The following represent a listing of some of the types of loans that are commonly held by banks.
- Consumer Loans
- Credit Cards
- Auto Loans
- Mortgages
- Commercial Loans
- Construction
- Commercial Real Estate
Terms of a Loan Contract
The Terms of a Loan Contract refers to the contractual obligations of the parties of the loan and may include provisions such as
- Length (term) - the maturity of the loan, that is the date by which the principal is contractually obligated to have been paid off.
- Recourse and Collateral - terms that specify the options available to a bank in the case that the obligor defaults, including whether the loan requires collateral to be posted and when.

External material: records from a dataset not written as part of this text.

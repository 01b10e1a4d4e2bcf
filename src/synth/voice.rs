use std::fmt;

use rand::Rng;

use crate::{
    dsp::{envelope::Envelope, noise::NoiseBuffer, oscillator::Waveform, ramp::ExpCurve},
    error::{AudioError, Result},
    graph::{
        envelope::EnvNode, extensions::NodeExt, filter::FilterNode, noise::NoiseNode,
        oscillator::OscNode, GraphNode, RenderCtx,
    },
    synth::bus::Bus,
};

/*
Voices
======

A voice is one short-lived sound: a source, an optional lowpass, and a decay
envelope, bound to a bus with a start and a stop time fixed when it is
created. Nobody holds a handle to it. The mixer renders it from `start` and
drops it once `stop` has passed.

Every sound the engine makes is described by a `VoiceSpec`, plain data that
can live in a `static` table, and turned into a `Voice` by one routine,
`VoiceSpec::realize`:

  VoiceSpec ──realize(bus, at, sample_rate, rng)──→ Voice
                                                     │
       source ─→ [lowpass sweep] ─→ × envelope ──────┘
*/

/// What generates the raw signal.
#[derive(Debug, Clone, Copy, PartialEq)]
pub enum Source {
    /// Oscillator following a pitch curve
    Tone { waveform: Waveform, pitch: ExpCurve },
    /// Uniform white noise, one fresh buffer per realization
    Noise,
}

/// Declarative description of one voice.
///
/// `offset` delays the start relative to the moment of realization;
/// `duration` runs from the (delayed) start to the stop.
#[derive(Debug, Clone, Copy, PartialEq)]
pub struct VoiceSpec {
    pub source: Source,
    pub filter: Option<ExpCurve>,
    pub envelope: Envelope,
    pub offset: f32,
    pub duration: f32,
}

impl VoiceSpec {
    pub const fn tone(waveform: Waveform, pitch: ExpCurve, envelope: Envelope, duration: f32) -> Self {
        Self {
            source: Source::Tone { waveform, pitch },
            filter: None,
            envelope,
            offset: 0.0,
            duration,
        }
    }

    pub const fn noise(envelope: Envelope, duration: f32) -> Self {
        Self {
            source: Source::Noise,
            filter: None,
            envelope,
            offset: 0.0,
            duration,
        }
    }

    /// Route the source through a lowpass with this cutoff curve.
    pub const fn with_lowpass(mut self, cutoff: ExpCurve) -> Self {
        self.filter = Some(cutoff);
        self
    }

    pub const fn delayed(mut self, offset: f32) -> Self {
        self.offset = offset;
        self
    }

    /// Starting pitch of a tone voice.
    pub fn frequency(&self) -> Option<f32> {
        match self.source {
            Source::Tone { pitch, .. } => Some(pitch.start_value()),
            Source::Noise => None,
        }
    }

    pub fn waveform(&self) -> Option<Waveform> {
        match self.source {
            Source::Tone { waveform, .. } => Some(waveform),
            Source::Noise => None,
        }
    }

    pub fn validate(&self) -> Result<()> {
        if !(self.duration.is_finite() && self.duration > 0.0) {
            return Err(AudioError::InvalidVoice("duration must be positive"));
        }
        if !(self.offset.is_finite() && self.offset >= 0.0) {
            return Err(AudioError::InvalidVoice("offset must not be negative"));
        }
        if !self.envelope.is_valid() {
            return Err(AudioError::InvalidVoice("envelope needs a positive peak and decay"));
        }
        if self.envelope.decay_time() > self.duration {
            return Err(AudioError::InvalidVoice("voice stops before its envelope decays"));
        }
        if let Source::Tone { pitch, .. } = self.source {
            if !pitch.is_valid() {
                return Err(AudioError::InvalidVoice("pitch must be finite and positive"));
            }
        }
        if let Some(cutoff) = self.filter {
            if !cutoff.is_valid() {
                return Err(AudioError::InvalidVoice("cutoff must be finite and positive"));
            }
        }
        Ok(())
    }

    /// Build the voice graph, starting `offset` seconds after `at`.
    pub fn realize<R: Rng>(&self, bus: Bus, at: f64, sample_rate: f32, rng: &mut R) -> Result<Voice> {
        self.validate()?;
        if !(sample_rate.is_finite() && sample_rate > 0.0) {
            return Err(AudioError::InvalidVoice("sample rate must be positive"));
        }

        let source: Box<dyn GraphNode> = match self.source {
            Source::Tone { waveform, pitch } => Box::new(OscNode::new(waveform, pitch)),
            Source::Noise => {
                let len = (self.duration * sample_rate).round() as usize;
                if len == 0 {
                    return Err(AudioError::InvalidVoice("noise burst shorter than one sample"));
                }
                Box::new(NoiseNode::new(NoiseBuffer::generate(len, rng)))
            }
        };

        let shaped: Box<dyn GraphNode> = match self.filter {
            Some(cutoff) => Box::new(source.through(FilterNode::lowpass(cutoff))),
            None => source,
        };

        let start = at + self.offset as f64;
        Ok(Voice {
            bus,
            start,
            stop: start + self.duration as f64,
            spec: *self,
            graph: Box::new(shaped.amplify(EnvNode::new(self.envelope))),
        })
    }
}

/// A realized, playing (or about to play) voice.
pub struct Voice {
    bus: Bus,
    start: f64,
    stop: f64,
    spec: VoiceSpec,
    graph: Box<dyn GraphNode>,
}

impl Voice {
    pub fn bus(&self) -> Bus {
        self.bus
    }

    /// Absolute start time on the audio clock.
    pub fn start(&self) -> f64 {
        self.start
    }

    /// Absolute stop time on the audio clock.
    pub fn stop(&self) -> f64 {
        self.stop
    }

    pub fn spec(&self) -> &VoiceSpec {
        &self.spec
    }

    /// Envelope level at absolute time `at`.
    pub fn envelope_at(&self, at: f64) -> f32 {
        self.spec.envelope.level_at((at - self.start).max(0.0) as f32)
    }

    /// True once the voice can no longer produce samples at or after `at`.
    pub fn is_finished(&self, at: f64) -> bool {
        at >= self.stop
    }

    /// Add this voice's samples for the block starting at `block_start`
    /// into `out`. `scratch` must be at least as long as `out`.
    pub fn render(&mut self, scratch: &mut [f32], out: &mut [f32], block_start: f64, sample_rate: f32) {
        let rate = sample_rate as f64;
        let frames = out.len();
        let block_end = block_start + frames as f64 / rate;
        if block_end <= self.start || block_start >= self.stop {
            return;
        }

        // Sample-accurate edges: first sample at or after start, last before stop
        let first = ((self.start - block_start) * rate).ceil().max(0.0) as usize;
        let last = (((self.stop - block_start) * rate).ceil().max(0.0) as usize).min(frames);
        if first >= last {
            return;
        }

        let ctx = RenderCtx::new(sample_rate, block_start + first as f64 / rate - self.start);
        let voice_samples = &mut scratch[..last - first];
        self.graph.render_block(voice_samples, &ctx);

        for (o, s) in out[first..last].iter_mut().zip(voice_samples.iter()) {
            *o += *s;
        }
    }
}

impl fmt::Debug for Voice {
    fn fmt(&self, f: &mut fmt::Formatter<'_>) -> fmt::Result {
        f.debug_struct("Voice")
            .field("bus", &self.bus)
            .field("start", &self.start)
            .field("stop", &self.stop)
            .field("spec", &self.spec)
            .finish()
    }
}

- Pre-payment - terms that dictate if the obligor can prepay the loan and what the penalties are, if any, in such a case.
- Payment Structure - timing of interest and principal payments.
Accounting Treatment
The accounting for assets on the bank's balance sheet follows the principles of accounting for fixed income investments or securities. However, because investments and securities represent the primary business of a bank, they are subject to additional requirements.
- Current Expected Credit Losses (CECL) - banks are required to subtract the expected losses from a loan at origination.
- Deferred Loan Fees
Loan Pricing
Loan Pricing refers to the analytical techniques that are used to determine at what rate a new loan needs to be priced in order to make it profitable for the bank.